(November 26, 2022) Jose T Ramapuram was barely 24 years old when he was put in charge of the family plantation business in Udupi, Karnataka. It was his first job, and Ramapuram spent six years here, in the wilderness of Kundapur, without electricity, phones or the other small comforts we tend to take for granted. The House of Ramapuram is well-respected and well-to-do, with its estates spread over 1000 acres. Ramapuram enjoyed getting into the nitty-gritty, and although he seemed set to continue the family tradition, he had a change of heart seven years later. He has come a long way since then. As Managing Director of Evolve Back (formerly Orange County), a luxury hotel brand, Ramapuram has expanded the business both in India and abroad, with a property in Botswana and one in Bhutan in the pipeline.
Jose T Ramapuram talks to Global Indian about his journey and how he plans to take his luxury Indian brand places.
Growing up in the lap of nature
Ramparuram’s passion for properties in the lap of nature can be traced back to his childhood, when he spent his summer holidays in the family’s sprawling, remote plantations in Coorg. His family, he says, is much like him. “I remember, we had seven dogs, three cows, 30-40 chickens, ducks, turkeys and even peacocks at home. I spent some of my summer holidays at what is Evolve Back, Coorg, today. At that time, there was no grid power or surfaced roads. We used to have petromax providing us light at night in the farmhouse,” he remembers. The days were spent fishing in the Cauvery, and he loved going on long walks with his father surveying their plantations or playing with other children residing on the plantation.
The brand’s early days
Evolve Back, formerly known as Orange County, started in a small way in Coorg in 1994 and has grown organically ever since. What has worked for the brand is attention to what travellers seek. “Over the years, we realised that the evolved world traveller is looking for a pure, authentic, true-to-the-land experience. Our guests, therefore, experience a transformation within and feel rejuvenated by the authentic nature and culture of the land. Everything is preserved and showcased at each of the Evolve Back properties,” he explains.
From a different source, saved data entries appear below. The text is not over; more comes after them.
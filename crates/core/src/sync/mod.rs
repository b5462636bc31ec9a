// SPDX-License-Identifier: BUSL-1.1
// Copyright (c) 2026 Alfred Jean LLC

//! Blocking synchronization primitives backed by the store
//!
//! Every primitive is a thin protocol over atomic store scripts. Instances
//! hold a [`Context`](crate::Context) clone and can be described, shipped to
//! another worker and re-attached there.

mod barrier;
mod condition;
mod event;
mod lock;
mod semaphore;

pub use barrier::{Barrier, BarrierAction, BarrierDescriptor};
pub use condition::{Condition, ConditionDescriptor};
pub use event::{Event, EventDescriptor};
pub use lock::{Lock, LockDescriptor, RLock};
pub use semaphore::{BoundedSemaphore, Semaphore, SemaphoreDescriptor, SEM_VALUE_MAX};
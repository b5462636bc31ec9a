// SPDX-License-Identifier: BUSL-1.1
// Copyright (c) 2026 Alfred Jean LLC

//! Non-recursive and recursive locks

use std::sync::atomic::{AtomicU64, Ordering};
use std::sync::{Arc, Mutex};
use std::time::Duration;

use serde::{Deserialize, Serialize};
use tokio::task;

use super::semaphore::{SemLock, SemaphoreDescriptor};
use crate::context::Context;
use crate::error::SyncError;
use crate::id::Handle;

/// Serializable form of a [`Lock`] or [`RLock`]
#[derive(Debug, Clone, PartialEq, Eq, Serialize, Deserialize)]
pub struct LockDescriptor {
    pub handle: Handle,
}

/// Task that acquired a lock; `None` for code not running in a spawned task
type Holder = Option<task::Id>;

fn current_holder() -> Holder {
    task::try_id()
}

/// A binary semaphore with an advisory owner
///
/// Clones share the owner record, which names the task that acquired the
/// lock; only that task sees [`Lock::is_owned`]. An attached instance starts
/// unowned.
#[derive(Clone)]
pub struct Lock {
    sem: SemLock,
    owner: Arc<Mutex<Option<Holder>>>,
}

impl Lock {
    pub async fn new(ctx: &Context) -> Result<Self, SyncError> {
        let sem = SemLock::create(ctx, "lock", 1, 1).await?;
        Ok(Self {
            sem,
            owner: Arc::default(),
        })
    }

    pub fn attach(ctx: &Context, descriptor: LockDescriptor) -> Self {
        let sem = SemLock::attach(
            ctx,
            SemaphoreDescriptor {
                handle: descriptor.handle,
                max: 1,
            },
        );
        Self {
            sem,
            owner: Arc::default(),
        }
    }

    pub fn descriptor(&self) -> LockDescriptor {
        LockDescriptor {
            handle: self.sem.handle().clone(),
        }
    }

    pub fn handle(&self) -> &Handle {
        self.sem.handle()
    }

    fn set_owner(&self, owner: Option<Holder>) -> Option<Holder> {
        let mut slot = self.owner.lock().unwrap_or_else(|e| e.into_inner());
        std::mem::replace(&mut *slot, owner)
    }

    pub async fn acquire(&self) -> Result<(), SyncError> {
        self.sem.acquire().await?;
        self.set_owner(Some(current_holder()));
        tracing::debug!(handle = %self.handle(), "lock acquired");
        Ok(())
    }

    pub async fn acquire_timeout(&self, timeout: Duration) -> Result<(), SyncError> {
        self.sem.acquire_timeout(timeout).await?;
        self.set_owner(Some(current_holder()));
        tracing::debug!(handle = %self.handle(), "lock acquired");
        Ok(())
    }

    pub async fn try_acquire(&self) -> Result<(), SyncError> {
        self.sem.try_acquire().await?;
        self.set_owner(Some(current_holder()));
        Ok(())
    }

    /// Release the lock; an unlocked lock fails with [`SyncError::Overreleased`]
    ///
    /// The owner is cleared before the store hands the slot on, so a clone
    /// woken by this release records itself without being overwritten.
    pub async fn release(&self) -> Result<(), SyncError> {
        let previous = self.set_owner(None);
        if let Err(e) = self.sem.release().await {
            self.set_owner(previous);
            return Err(e);
        }
        tracing::debug!(handle = %self.handle(), "lock released");
        Ok(())
    }

    /// Whether any holder currently has the lock
    pub async fn locked(&self) -> Result<bool, SyncError> {
        Ok(self.sem.value().await? == 0)
    }

    /// Whether the calling task acquired the lock through this instance or a clone
    pub fn is_owned(&self) -> bool {
        let owner = self.owner.lock().unwrap_or_else(|e| e.into_inner());
        *owner == Some(current_holder())
    }
}

/// A lock that its holder may acquire again without blocking
///
/// Re-entrance is tracked per attached instance and holding task: clones
/// share the recursion depth, while other tasks and instances attached from
/// the same descriptor are excluded like plain locks.
#[derive(Clone)]
pub struct RLock {
    lock: Lock,
    depth: Arc<AtomicU64>,
}

impl RLock {
    pub async fn new(ctx: &Context) -> Result<Self, SyncError> {
        Ok(Self {
            lock: Lock::new(ctx).await?,
            depth: Arc::new(AtomicU64::new(0)),
        })
    }

    pub fn attach(ctx: &Context, descriptor: LockDescriptor) -> Self {
        Self {
            lock: Lock::attach(ctx, descriptor),
            depth: Arc::new(AtomicU64::new(0)),
        }
    }

    pub fn descriptor(&self) -> LockDescriptor {
        self.lock.descriptor()
    }

    pub async fn acquire(&self) -> Result<(), SyncError> {
        if self.lock.is_owned() {
            self.depth.fetch_add(1, Ordering::SeqCst);
            return Ok(());
        }
        self.lock.acquire().await?;
        self.depth.store(1, Ordering::SeqCst);
        Ok(())
    }

    pub async fn acquire_timeout(&self, timeout: Duration) -> Result<(), SyncError> {
        if self.lock.is_owned() {
            self.depth.fetch_add(1, Ordering::SeqCst);
            return Ok(());
        }
        self.lock.acquire_timeout(timeout).await?;
        self.depth.store(1, Ordering::SeqCst);
        Ok(())
    }

    pub async fn try_acquire(&self) -> Result<(), SyncError> {
        if self.lock.is_owned() {
            self.depth.fetch_add(1, Ordering::SeqCst);
            return Ok(());
        }
        self.lock.try_acquire().await?;
        self.depth.store(1, Ordering::SeqCst);
        Ok(())
    }

    /// Undo one acquire; the store lock is released when the depth reaches zero
    pub async fn release(&self) -> Result<(), SyncError> {
        if !self.lock.is_owned() {
            return Err(SyncError::NotOwner);
        }
        let depth = self.depth.fetch_sub(1, Ordering::SeqCst);
        if depth == 1 {
            if let Err(e) = self.lock.release().await {
                self.depth.store(1, Ordering::SeqCst);
                return Err(e);
            }
        }
        Ok(())
    }

    pub async fn locked(&self) -> Result<bool, SyncError> {
        self.lock.locked().await
    }

    /// Current recursion depth of this instance
    pub fn depth(&self) -> u64 {
        self.depth.load(Ordering::SeqCst)
    }

    pub fn is_owned(&self) -> bool {
        self.lock.is_owned()
    }
}

#[cfg(test)]
#[path = "lock_tests.rs"]
mod tests;
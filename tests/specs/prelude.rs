// SPDX-License-Identifier: BUSL-1.1
// Copyright (c) 2026 Alfred Jean LLC

//! Shared helpers for the end-to-end specs
//!
//! A [`Cluster`] runs one store server on an ephemeral port. Every call to
//! [`Cluster::worker`] opens an independent remote context, standing in for
//! a worker on another host.

pub use std::sync::Arc;
pub use std::time::Duration;

pub use cumulus_core::{Backend, Config, Context, StoreConfig, SyncConfig};
pub use cumulus_store::{
    MemoryStore, RemoteConfig, SharedStore, StoreExt, StoreServer,
};

use tokio::sync::oneshot;

pub struct Cluster {
    address: String,
    backing: MemoryStore,
    _stop: oneshot::Sender<()>,
}

impl Cluster {
    pub async fn start() -> Self {
        let backing = MemoryStore::new();
        let shared: SharedStore = Arc::new(backing.clone());
        let server = StoreServer::bind("127.0.0.1:0", shared).await.unwrap();
        let address = server.local_addr().unwrap().to_string();

        let (stop, stopped) = oneshot::channel::<()>();
        tokio::spawn(server.serve_until(async {
            let _ = stopped.await;
        }));

        Self {
            address,
            backing,
            _stop: stop,
        }
    }

    pub fn config(&self) -> Config {
        Config {
            store: StoreConfig {
                backend: Backend::Remote,
                remote: RemoteConfig {
                    block_slice: Duration::from_millis(50),
                    request_timeout: Duration::from_secs(2),
                    ..RemoteConfig::new(&self.address)
                },
            },
            sync: SyncConfig {
                key_prefix: "spec".to_string(),
                poll_interval: Duration::from_millis(10),
            },
        }
    }

    /// A context with its own connections to the shared store
    pub async fn worker(&self) -> Context {
        Context::connect(&self.config()).await.unwrap()
    }

    /// Direct access to the server's store, bypassing the network
    pub fn backing(&self) -> &MemoryStore {
        &self.backing
    }
}

/// Poll `check` until it holds or a generous deadline passes
pub async fn eventually<F, Fut>(mut check: F)
where
    F: FnMut() -> Fut,
    Fut: std::future::Future<Output = bool>,
{
    let deadline = tokio::time::Instant::now() + Duration::from_secs(5);
    while tokio::time::Instant::now() < deadline {
        if check().await {
            return;
        }
        tokio::time::sleep(Duration::from_millis(5)).await;
    }
    panic!("condition not reached within 5s");
}
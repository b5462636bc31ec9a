// SPDX-License-Identifier: BUSL-1.1
// Copyright (c) 2026 Alfred Jean LLC

//! Handle generation
//!
//! Every coordination object lives under a handle of the form
//! `<prefix>:<kind>:<unique>`. Auxiliary keys hang off it as
//! `<handle>:<part>`.

use std::fmt;
use std::sync::atomic::{AtomicU64, Ordering};
use std::sync::Arc;

use serde::{Deserialize, Serialize};

/// Opaque key naming one coordination object in the store
#[derive(Debug, Clone, PartialEq, Eq, Hash, PartialOrd, Ord, Serialize, Deserialize)]
#[serde(transparent)]
pub struct Handle(String);

impl Handle {
    pub fn new(raw: impl Into<String>) -> Self {
        Self(raw.into())
    }

    pub fn as_str(&self) -> &str {
        &self.0
    }

    /// Key of an auxiliary structure belonging to this object
    pub fn key(&self, part: &str) -> String {
        format!("{}:{}", self.0, part)
    }
}

impl fmt::Display for Handle {
    fn fmt(&self, f: &mut fmt::Formatter<'_>) -> fmt::Result {
        f.write_str(&self.0)
    }
}

impl From<Handle> for String {
    fn from(handle: Handle) -> Self {
        handle.0
    }
}

/// Generates unique handles
pub trait HandleGen: Send + Sync {
    fn next(&self, kind: &str) -> Handle;
}

/// UUID-based generator for production use
#[derive(Clone)]
pub struct UuidHandles {
    prefix: String,
}

impl UuidHandles {
    pub fn new(prefix: impl Into<String>) -> Self {
        Self {
            prefix: prefix.into(),
        }
    }
}

impl HandleGen for UuidHandles {
    fn next(&self, kind: &str) -> Handle {
        Handle(format!(
            "{}:{}:{}",
            self.prefix,
            kind,
            uuid::Uuid::new_v4().simple()
        ))
    }
}

/// Sequential generator for testing
#[derive(Clone)]
pub struct SequentialHandles {
    prefix: String,
    counter: Arc<AtomicU64>,
}

impl SequentialHandles {
    pub fn new(prefix: impl Into<String>) -> Self {
        Self {
            prefix: prefix.into(),
            counter: Arc::new(AtomicU64::new(1)),
        }
    }
}

impl Default for SequentialHandles {
    fn default() -> Self {
        Self::new("test")
    }
}

impl HandleGen for SequentialHandles {
    fn next(&self, kind: &str) -> Handle {
        let n = self.counter.fetch_add(1, Ordering::SeqCst);
        Handle(format!("{}:{}:{}", self.prefix, kind, n))
    }
}

#[cfg(test)]
#[path = "id_tests.rs"]
mod tests;
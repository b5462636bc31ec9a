// SPDX-License-Identifier: BUSL-1.1
// Copyright (c) 2026 Alfred Jean LLC

//! Compound atomic operations
//!
//! Each script is a check-then-act sequence that must run without any other
//! command interleaving. Backends execute them under whatever atomicity
//! mechanism they have (a single mutex for the in-memory store).

use serde::{Deserialize, Serialize};

/// A compound operation executed indivisibly by the store
#[derive(Debug, Clone, PartialEq, Eq, Serialize, Deserialize)]
#[serde(tag = "script", rename_all = "snake_case")]
pub enum Script {
    /// Decrement `counter`; if the result is negative, queue `wake_key` on
    /// `waiters`. Replies `Acquired` or `Queued`.
    SemaphoreAcquire {
        counter: String,
        waiters: String,
        wake_key: String,
    },
    /// Decrement `counter` only if it is positive. Replies `Acquired` or
    /// `Unavailable`.
    SemaphoreTryAcquire { counter: String },
    /// Give one slot back. Replies `AtBound` (counter already at `max`),
    /// `HandedOff` (a queued waiter was popped and signalled) or `Released`.
    SemaphoreRelease {
        counter: String,
        waiters: String,
        max: i64,
        signal: Vec<u8>,
    },
    /// Withdraw a queued acquire. Replies `Cancelled` (the registration was
    /// removed and the decrement undone) or `Signalled` (a release already
    /// handed the slot over).
    SemaphoreCancel {
        counter: String,
        waiters: String,
        wake_key: String,
    },
    /// Pop up to `count` wake-keys from `list` and push `signal` onto each.
    /// Replies `Woken(n)`.
    Notify {
        list: String,
        count: u64,
        signal: Vec<u8>,
    },
    /// Snapshot and clear `list`, then signal every wake-key in the snapshot.
    /// Replies `Woken(n)`.
    NotifyAll { list: String, signal: Vec<u8> },
    /// Remove `wake_key` from `list`. Replies `Cancelled` if it was still
    /// queued, `Signalled` otherwise.
    CancelWait { list: String, wake_key: String },
    /// Decrement `counter` only if positive. Replies `Count(new)` or
    /// `Unavailable`.
    DecrementIfPositive { counter: String },
    /// Increment a live reference count. Replies `Count(new)`, or `Missing`
    /// when the count no longer exists.
    Incref { refcount: String },
    /// Decrement a reference count; at zero delete `keys`, the count itself
    /// and `handle` from `directory`. Replies `Count(remaining)` or `Missing`.
    Decref {
        refcount: String,
        keys: Vec<String>,
        directory: Option<String>,
        handle: String,
    },
    /// Append the contents of `src` to `dest`, `repeat` times. Replies
    /// `Count(new_len)`.
    ExtendList {
        dest: String,
        src: String,
        repeat: u64,
    },
    /// Replace the half-open slice `[start, stop)` (Python conventions) with
    /// `values`. Replies `Count(new_len)`.
    ListSplice {
        key: String,
        start: Option<i64>,
        stop: Option<i64>,
        values: Vec<Vec<u8>>,
    },
    /// Remove and return the element at `index` (negative counts from the
    /// tail). Replies `Removed`.
    ListRemoveAt { key: String, index: i64 },
    /// Replace the whole list. Replies `Count(len)`.
    ListReplace { key: String, values: Vec<Vec<u8>> },
    /// Remove and return one field (`field`, or any when `None`). Replies
    /// `Taken`.
    HashTake { key: String, field: Option<String> },
}

impl Script {
    pub fn name(&self) -> &'static str {
        match self {
            Script::SemaphoreAcquire { .. } => "eval:semaphore_acquire",
            Script::SemaphoreTryAcquire { .. } => "eval:semaphore_try_acquire",
            Script::SemaphoreRelease { .. } => "eval:semaphore_release",
            Script::SemaphoreCancel { .. } => "eval:semaphore_cancel",
            Script::Notify { .. } => "eval:notify",
            Script::NotifyAll { .. } => "eval:notify_all",
            Script::CancelWait { .. } => "eval:cancel_wait",
            Script::DecrementIfPositive { .. } => "eval:decrement_if_positive",
            Script::Incref { .. } => "eval:incref",
            Script::Decref { .. } => "eval:decref",
            Script::ExtendList { .. } => "eval:extend_list",
            Script::ListSplice { .. } => "eval:list_splice",
            Script::ListRemoveAt { .. } => "eval:list_remove_at",
            Script::ListReplace { .. } => "eval:list_replace",
            Script::HashTake { .. } => "eval:hash_take",
        }
    }
}

/// Outcome of a [`Script`]
#[derive(Debug, Clone, PartialEq, Eq, Serialize, Deserialize)]
#[serde(tag = "outcome", content = "data", rename_all = "snake_case")]
pub enum ScriptReply {
    Acquired,
    Queued,
    Unavailable,
    Released,
    HandedOff,
    AtBound,
    Cancelled,
    Signalled,
    Woken(u64),
    Count(i64),
    Missing,
    Removed(Option<Vec<u8>>),
    Taken(Option<(String, Vec<u8>)>),
}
Built in keeping with the coffee plantation theme, Evolve Back Coorg is located on 300 acres of land, with the Dubare Reserve Forest on one side and the river Cauvery on the other. Their other property, Evolve Back, Kabini, is considered one of India’s finest wildlife resorts offering excellent views of the Kabini river and the island. Evolve Back Kamalapura Palace, Hampi, has fort-like entrances, stone-paved boulevards, arched hallways and regal chambers mirroring the famed palaces of a bygone but glorious era.
Expansion to Botswana
Ramapuram decided that it was time for the brand to look beyond familiar territory with the Evolve Back Gham Dhao Lodge in Botswana, Africa. “We chose Botswana in keeping with our philosophy of going to lesser commercialised destinations. At this property, guests enjoy the Kalahari Desert with its famed night skies, unique wildlife, and ancient culture.”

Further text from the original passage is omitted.